Beitragvon Frosch » 13. April 2009 09:05

Ja, genau. das sind wohl die Nachfolger des grünen Buches, aber die habe ich noch nicht gelesen.
Die parallelen zu ADHS sind wirklich sehr eng geknüpft, aber Hochsensibilität ist ja auch noch kein so erforschtes Gebiet, genau so wie ADHS bei Erwachsenen, und da jeder Mensch anders betroffen ist, denke ich mir, das man das gar nicht so genau differenzieren kann.

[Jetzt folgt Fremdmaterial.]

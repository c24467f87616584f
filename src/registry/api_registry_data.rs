//! API registry data - pure DOP.
//!
//! Versioned interface tables keyed by `(name, major, minor)` (component
//! D). No methods; transformations live in api_registry_operations.rs.

use std::any::Any;
use std::sync::Arc;

use parking_lot::RwLock;

/// `{name, major, minor, patch}`. Two descriptors match when names equal
/// and majors equal and the candidate's minor >= requested minor.
#[derive(Debug, Clone, PartialEq, Eq)]
pub struct ApiDescriptor {
    pub name: String,
    pub major: u32,
    pub minor: u32,
    pub patch: u32,
}

impl ApiDescriptor {
    pub fn new(name: impl Into<String>, major: u32, minor: u32, patch: u32) -> Self {
        Self {
            name: name.into(),
            major,
            minor,
            patch,
        }
    }
}

/// A stable heap cell holding the current interface table, or `None` if
/// removed. Consumers clone the `Arc` once and observe replacements
/// in-place on every subsequent `read()` — the cell's address never
/// changes, which is what gives hot reload its pointer stability.
#[derive(Clone)]
pub struct ApiSlot(pub(super) Arc<RwLock<Option<Arc<dyn Any + Send + Sync>>>>);

impl ApiSlot {
    /// Read the current pointee, downcast to `T`. `None` if the slot was
    /// removed or never held a `T`.
    pub fn read<T: Any + Send + Sync>(&self) -> Option<Arc<T>> {
        let guard = self.0.read();
        guard.as_ref().and_then(|table| table.clone().downcast::<T>().ok())
    }
}

pub(super) struct ApiSlotEntry {
    pub name: String,
    pub major: u32,
    pub minor: u32,
    pub patch: u32,
    pub slot: ApiSlot,
}

/// All registered API slots. A `(name, major)` pair normally maps to
/// exactly one entry, mutated in place on re-registration; entries only
/// multiply when a lower-minor registration follows a higher-minor one
/// (see `set` in api_registry_operations.rs).
#[derive(Default)]
pub struct ApiRegistryData {
    pub(super) entries: Vec<ApiSlotEntry>,
}
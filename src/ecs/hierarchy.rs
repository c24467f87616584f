//! Hierarchy and transform propagation (§4.F).
//!
//! Kept as an explicit parent pointer with lazy topological evaluation
//! each frame, per §9's design note, rather than a graph of owning
//! pointers — reparenting stays O(1) and component iteration stays
//! cache-friendly.

use glam::{Mat4, Quat, Vec3};
use rustc_hash::FxHashMap;

use crate::error::{PilotLightError, PilotLightResult};

use super::entity::EntityHandle;

/// `{translation, rotation, scale, local, world}`. `local`/`world` are
/// recomputed each frame by `transform_system`/`hierarchy_system`, not
/// hand-edited.
#[derive(Debug, Clone, Copy)]
pub struct TransformComponent {
    pub translation: Vec3,
    pub rotation: Quat,
    pub scale: Vec3,
    pub local: Mat4,
    pub world: Mat4,
}

impl Default for TransformComponent {
    fn default() -> Self {
        Self {
            translation: Vec3::ZERO,
            rotation: Quat::IDENTITY,
            scale: Vec3::ONE,
            local: Mat4::IDENTITY,
            world: Mat4::IDENTITY,
        }
    }
}

/// `{parent: EntityHandle}`. Forms a forest; invariants enforced by
/// `set_parent` below.
#[derive(Debug, Clone, Copy)]
pub struct HierarchyComponent {
    pub parent: Option<EntityHandle>,
}

/// Parent links keyed by child entity index. Kept separate from the
/// generic component library because hierarchy traversal needs direct
/// parent/child adjacency, not a sparse-set scan.
pub struct HierarchyData {
    links: FxHashMap<u32, HierarchyComponent>,
}

pub fn create_hierarchy_data() -> HierarchyData {
    HierarchyData {
        links: FxHashMap::default(),
    }
}

fn is_ancestor(data: &HierarchyData, candidate_ancestor: EntityHandle, entity: EntityHandle) -> bool {
    let mut current = entity;
    // A forest has no cycles by construction once this check is enforced,
    // so this walk always terminates at a root (parent = None).
    while let Some(link) = data.links.get(&current.index) {
        match link.parent {
            Some(parent) if parent == candidate_ancestor => return true,
            Some(parent) => current = parent,
            None => return false,
        }
    }
    false
}

/// Sets `child`'s parent to `parent`. Fails if `parent` is a descendant
/// of `child` (§3 invariant i, §8 invariant 4 / scenario S4).
pub fn set_parent(
    data: &mut HierarchyData,
    child: EntityHandle,
    parent: EntityHandle,
) -> PilotLightResult<()> {
    if child == parent || is_ancestor(data, child, parent) {
        return Err(PilotLightError::InvariantViolation {
            what: format!(
                "set_parent({:?}, {:?}) would create a hierarchy cycle",
                child, parent
            ),
        });
    }
    data.links
        .entry(child.index)
        .or_insert(HierarchyComponent { parent: None })
        .parent = Some(parent);
    Ok(())
}

pub fn get_parent(data: &HierarchyData, child: EntityHandle) -> Option<EntityHandle> {
    data.links.get(&child.index)?.parent
}

/// Removing a parent re-parents its children to the parent's parent (or
/// root), per §3 invariant (iii).
pub fn on_entity_destroyed(data: &mut HierarchyData, entity: EntityHandle) {
    let grandparent = data.links.get(&entity.index).and_then(|l| l.parent);
    for link in data.links.values_mut() {
        if link.parent == Some(entity) {
            link.parent = grandparent;
        }
    }
    data.links.remove(&entity.index);
}

/// `local = T · R · S` for every transform (§4.F transform system).
pub fn transform_system(transforms: &mut [TransformComponent]) {
    for t in transforms.iter_mut() {
        t.local = Mat4::from_scale_rotation_translation(t.scale, t.rotation, t.translation);
    }
}

/// Visits parents before children and computes `world = parent.world ·
/// local` (§4.F hierarchy system, §8 invariant 5 / scenario S5). Order
/// is produced by, for each hierarchy entry, walking up to the root and
/// writing top-down so a child is never written before its parent.
pub fn hierarchy_system(
    hierarchy: &HierarchyData,
    entities: &[EntityHandle],
    transforms: &mut [TransformComponent],
) {
    let index_of: FxHashMap<EntityHandle, usize> = entities
        .iter()
        .enumerate()
        .map(|(i, &e)| (e, i))
        .collect();
    let mut resolved = vec![false; transforms.len()];

    fn resolve(
        entity: EntityHandle,
        hierarchy: &HierarchyData,
        index_of: &FxHashMap<EntityHandle, usize>,
        transforms: &mut [TransformComponent],
        resolved: &mut [bool],
    ) -> Option<Mat4> {
        let &slot = index_of.get(&entity)?;
        if resolved[slot] {
            return Some(transforms[slot].world);
        }
        let parent_world = match get_parent(hierarchy, entity) {
            Some(parent) => resolve(parent, hierarchy, index_of, transforms, resolved)
                .unwrap_or(Mat4::IDENTITY),
            None => Mat4::IDENTITY,
        };
        let world = parent_world * transforms[slot].local;
        transforms[slot].world = world;
        resolved[slot] = true;
        Some(world)
    }

    for (slot, &entity) in entities.iter().enumerate() {
        if !resolved[slot] {
            resolve(entity, hierarchy, &index_of, transforms, &mut resolved);
        }
    }
}

#[cfg(test)]
mod tests {
    use super::*;

    fn e(index: u32) -> EntityHandle {
        EntityHandle { index, generation: 0 }
    }

    #[test]
    fn test_cycle_rejected() {
        // Scenario S4.
        let mut hierarchy = create_hierarchy_data();
        let a = e(0);
        let b = e(1);
        set_parent(&mut hierarchy, b, a).unwrap();
        let result = set_parent(&mut hierarchy, a, b);
        assert!(result.is_err());
        assert_eq!(get_parent(&hierarchy, a), None);
    }

    #[test]
    fn test_reparent_on_destroy() {
        let mut hierarchy = create_hierarchy_data();
        let grandparent = e(0);
        let parent = e(1);
        let child = e(2);
        set_parent(&mut hierarchy, parent, grandparent).unwrap();
        set_parent(&mut hierarchy, child, parent).unwrap();

        on_entity_destroyed(&mut hierarchy, parent);

        assert_eq!(get_parent(&hierarchy, child), Some(grandparent));
    }

    #[test]
    fn test_transform_composition() {
        // Scenario S5.
        let a = e(0);
        let b = e(1);
        let entities = [a, b];

        let mut hierarchy = create_hierarchy_data();
        set_parent(&mut hierarchy, b, a).unwrap();

        let mut transforms = [
            TransformComponent {
                translation: Vec3::new(1.0, 0.0, 0.0),
                ..Default::default()
            },
            TransformComponent {
                translation: Vec3::new(0.0, 2.0, 0.0),
                ..Default::default()
            },
        ];

        transform_system(&mut transforms);
        hierarchy_system(&hierarchy, &entities, &mut transforms);

        let b_world_translation = transforms[1].world.transform_point3(Vec3::ZERO);
        assert!((b_world_translation - Vec3::new(1.0, 2.0, 0.0)).length() < 1e-5);
    }
}
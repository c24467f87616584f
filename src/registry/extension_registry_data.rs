//! Extension registry data - pure DOP.
//!
//! Dynamic library lifecycle with hot reload (component E). No methods;
//! transformations live in extension_registry_operations.rs.

use std::time::SystemTime;

use crate::platform::library::LoadedLibrary;

pub const DEFAULT_LOAD_FUNC_NAME: &str = "pl_load_ext";
pub const DEFAULT_UNLOAD_FUNC_NAME: &str = "pl_unload_ext";

pub struct ExtensionRecord {
    pub library_name: String,
    pub load_func_name: String,
    pub unload_func_name: String,
    pub reloadable: bool,
    pub handle: Option<LoadedLibrary>,
    pub last_mtime: Option<SystemTime>,
    /// Set when a reload attempt failed; the record keeps its previous
    /// handle and is reported, but polling does not retry automatically.
    pub failed: bool,
}

#[derive(Default)]
pub struct ExtensionRegistryData {
    pub records: Vec<ExtensionRecord>,
}
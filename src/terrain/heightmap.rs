//! CDLOD heightmap state and the first two preprocessing steps: sample
//! grid construction (§4.G step 1) and Lindstrom-Koller error/activation
//! computation (§4.G step 2).

use glam::Vec3;
use image::DynamicImage;

use crate::config::{EllipsoidConfig, TerrainConfig};

use super::octahedron;

/// `activation_level = -1` means "inactive" (§3).
pub const INACTIVE_LEVEL: i8 = -1;
/// "not yet emitted" (§3).
pub const NO_VERTEX_BUFFER_INDEX: u32 = u32::MAX;

/// Per-sample state (§3 `elements[size*size]`).
#[derive(Debug, Clone, Copy)]
pub struct HeightmapSample {
    pub position: Vec3,
    pub encoded_normal: [f32; 2],
    pub error: f32,
    pub activation_level: i8,
    pub vertex_buffer_index: u32,
}

impl Default for HeightmapSample {
    fn default() -> Self {
        Self {
            position: Vec3::ZERO,
            encoded_normal: [0.0, 0.0],
            error: 0.0,
            activation_level: INACTIVE_LEVEL,
            vertex_buffer_index: NO_VERTEX_BUFFER_INDEX,
        }
    }
}

/// `size: 2^k + 1` for some `k >= 1` (§3).
pub struct TerrainHeightMap {
    pub size: usize,
    pub elements: Vec<HeightmapSample>,
    pub meters_per_pixel: f32,
    pub min_height: f32,
    pub max_height: f32,
    pub max_base_error: f32,
    pub ellipsoid: Option<EllipsoidConfig>,
}

impl TerrainHeightMap {
    pub fn index(&self, i: usize, j: usize) -> usize {
        j * self.size + i
    }

    pub fn get(&self, i: usize, j: usize) -> &HeightmapSample {
        &self.elements[self.index(i, j)]
    }

    pub fn get_mut(&mut self, i: usize, j: usize) -> &mut HeightmapSample {
        let idx = self.index(i, j);
        &mut self.elements[idx]
    }
}

/// `2^k + 1 >= max(width, height)` (§4.G numeric notes).
fn padded_size(width: u32, height: u32) -> usize {
    let target = width.max(height).max(2) - 1;
    let mut k: u32 = 1;
    while (1u32 << k) < target {
        k += 1;
    }
    (1usize << k) + 1
}

/// Heights are internally normalised to 16-bit before being scaled back
/// to `[min, max]`, so 8-bit, 16-bit, and HDR inputs of the same visible
/// values produce identical LODs.
fn normalized_sample(luma16: &image::ImageBuffer<image::Luma<u16>, Vec<u16>>, x: u32, y: u32) -> f32 {
    let x = x.min(luma16.width() - 1);
    let y = y.min(luma16.height() - 1);
    luma16.get_pixel(x, y).0[0] as f32 / u16::MAX as f32
}

/// Step 1 (§4.G): pad the source image up to `N = 2^k + 1`, fill
/// `elements[i,j]` with world-space positions, and compute per-sample
/// normals by central difference.
pub fn build_heightmap(image: &DynamicImage, config: &TerrainConfig) -> TerrainHeightMap {
    let luma16 = image.to_luma16();
    let size = padded_size(luma16.width(), luma16.height());

    let mut heights = vec![0.0f32; size * size];
    for j in 0..size {
        for i in 0..size {
            let normalized = normalized_sample(&luma16, i as u32, j as u32);
            heights[j * size + i] = config.min_height + normalized * (config.max_height - config.min_height);
        }
    }

    let mut elements = vec![HeightmapSample::default(); size * size];
    let half_extent = (size as f32) * config.meters_per_pixel / 2.0;

    for j in 0..size {
        for i in 0..size {
            let h = heights[j * size + i];
            let x = i as f32 * config.meters_per_pixel - half_extent;
            let z = j as f32 * config.meters_per_pixel - half_extent;

            let position = match &config.ellipsoid {
                None => Vec3::new(x, h, z),
                Some(ellipsoid) => ellipsoid_position(ellipsoid, x, z, h),
            };
            elements[j * size + i].position = position;
        }
    }

    for j in 0..size {
        for i in 0..size {
            let normal = central_difference_normal(&elements, size, i, j);
            elements[j * size + i].encoded_normal = octahedron::encode(normal);
        }
    }

    TerrainHeightMap {
        size,
        elements,
        meters_per_pixel: config.meters_per_pixel,
        min_height: config.min_height,
        max_height: config.max_height,
        max_base_error: config.max_base_error,
        ellipsoid: config.ellipsoid,
    }
}

fn ellipsoid_position(ellipsoid: &EllipsoidConfig, x: f32, z: f32, height: f32) -> Vec3 {
    let radius = ellipsoid.radius as f32;
    let longitude = x / radius;
    let latitude = z / radius;
    let base = Vec3::new(
        radius * latitude.cos() * longitude.sin(),
        radius * latitude.sin(),
        radius * latitude.cos() * longitude.cos(),
    );
    let normal = base.normalize();
    base + normal * height
}

fn central_difference_normal(elements: &[HeightmapSample], size: usize, i: usize, j: usize) -> Vec3 {
    let left = elements[j * size + i.saturating_sub(1)].position;
    let right = elements[j * size + (i + 1).min(size - 1)].position;
    let up = elements[j.saturating_sub(1) * size + i].position;
    let down = elements[(j + 1).min(size - 1) * size + i].position;
    (right - left).cross(down - up).normalize_or_zero()
}

/// Step 2 (§4.G): two recursive Lindstrom-Koller passes covering the SW
/// and NE halves of the grid, splitting each root right-triangle along
/// its hypotenuse until the base reaches sample resolution.
pub fn lindstrom_koller_update(hm: &mut TerrainHeightMap) {
    let n = hm.size - 1;

    // Root triangles share the diagonal (0,0)-(n,n): the SW triangle has
    // its right-angle apex at (n,0), the NE triangle's apex is at (0,n).
    update_triangle(hm, (n, 0), (0, 0), (n, n));
    update_triangle(hm, (0, n), (0, 0), (n, n));
}

fn height_of(hm: &TerrainHeightMap, p: (usize, usize)) -> f32 {
    hm.get(p.0, p.1).position.y
}

fn midpoint(a: (usize, usize), b: (usize, usize)) -> (usize, usize) {
    ((a.0 + b.0) / 2, (a.1 + b.1) / 2)
}

/// Ported from `pl__update`: recurses on the left/right leg, not a
/// precomputed depth counter, terminating only when `left` and `right`
/// are already adjacent samples (base resolution, no midpoint left to
/// subdivide). A depth counter that bottoms out early silently stops
/// short of sample resolution and leaves odd-coordinate vertices at
/// `INACTIVE_LEVEL` regardless of their true error.
fn update_triangle(hm: &mut TerrainHeightMap, apex: (usize, usize), left: (usize, usize), right: (usize, usize)) {
    let dx = (left.0 as i64 - right.0 as i64).abs();
    let dz = (left.1 as i64 - right.1 as i64).abs();
    if dx <= 1 && dz <= 1 {
        return;
    }
    let base = midpoint(left, right);

    let error = height_of(hm, base) - (height_of(hm, left) + height_of(hm, right)) / 2.0;
    if error.abs() >= hm.max_base_error {
        let level = ((error.abs() / hm.max_base_error).log2() + 0.5).floor() as i8;
        let sample = hm.get_mut(base.0, base.1);
        sample.error = error;
        if level > sample.activation_level {
            sample.activation_level = level;
        }
    }

    update_triangle(hm, base, apex, left);
    update_triangle(hm, base, right, apex);
}

#[cfg(test)]
mod tests {
    use super::*;

    #[test]
    fn test_padded_size_rounds_up_to_power_of_two_plus_one() {
        assert_eq!(padded_size(3, 3), 3);
        assert_eq!(padded_size(4, 4), 5);
        assert_eq!(padded_size(9, 5), 9);
    }

    #[test]
    fn test_flat_heightmap_has_no_raised_activation() {
        // Scenario S6 setup: a flat heightmap should never exceed the
        // inactive level since error is always 0.
        let config = TerrainConfig {
            tree_depth: 1,
            max_base_error: 1.0,
            ..Default::default()
        };
        let image = DynamicImage::new_luma8(3, 3);
        let mut hm = build_heightmap(&image, &config);
        lindstrom_koller_update(&mut hm);

        for sample in &hm.elements {
            assert!(sample.activation_level <= 0);
        }
    }

    #[test]
    fn test_grid_size_is_power_of_two_plus_one() {
        let config = TerrainConfig::default();
        let image = DynamicImage::new_luma8(3, 3);
        let hm = build_heightmap(&image, &config);
        let n = hm.size - 1;
        assert_eq!(n & (n - 1), 0, "size - 1 should be a power of two");
    }

    #[test]
    fn test_non_flat_heightmap_raises_activation_at_odd_coordinate_vertices() {
        // A checkerboard height pattern guarantees curvature at every
        // adjacent pair of samples, so the update must reach sample
        // resolution (odd-coordinate vertices, not just the even/coarse
        // grid a truncated recursion would stop at) to find it.
        let config = TerrainConfig {
            tree_depth: 1,
            max_base_error: 0.01,
            meters_per_pixel: 1.0,
            min_height: 0.0,
            max_height: 100.0,
            ..Default::default()
        };
        let size = 5u32;
        let buf: image::ImageBuffer<image::Luma<u8>, Vec<u8>> =
            image::ImageBuffer::from_fn(size, size, |x, y| if (x + y) % 2 == 0 { image::Luma([255u8]) } else { image::Luma([0u8]) });
        let image = DynamicImage::ImageLuma8(buf);

        let mut hm = build_heightmap(&image, &config);
        lindstrom_koller_update(&mut hm);

        let odd_coordinate_activated = (0..hm.size).any(|j| {
            (0..hm.size).any(|i| (i % 2 == 1 || j % 2 == 1) && hm.get(i, j).activation_level > INACTIVE_LEVEL)
        });
        assert!(
            odd_coordinate_activated,
            "expected at least one odd-coordinate (fine-resolution) vertex to receive a raised activation level"
        );
    }
}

Normalerweise müßte es in der Diagnose für jeden einzelnen genau stehen, mit was er die meisten Probleme hat, der eine leidet unter seiner Hochsensibilität, dem anderen nutzt sie, z.B.  das hängt ja auch damit zusammen wie man sein Leben gestalten sollte, ein Mensch der z.B. unter großen Mengen leidet, ist nicht gut in einem Job aufgehoben, wo er ständig mit großen Mengen über einen langen Zeitraum des Tages zu tun hat, oder jemand der sehr Geräusch empfindlich ist, kann nicht den ganzen Tag in eine laute Umgebung.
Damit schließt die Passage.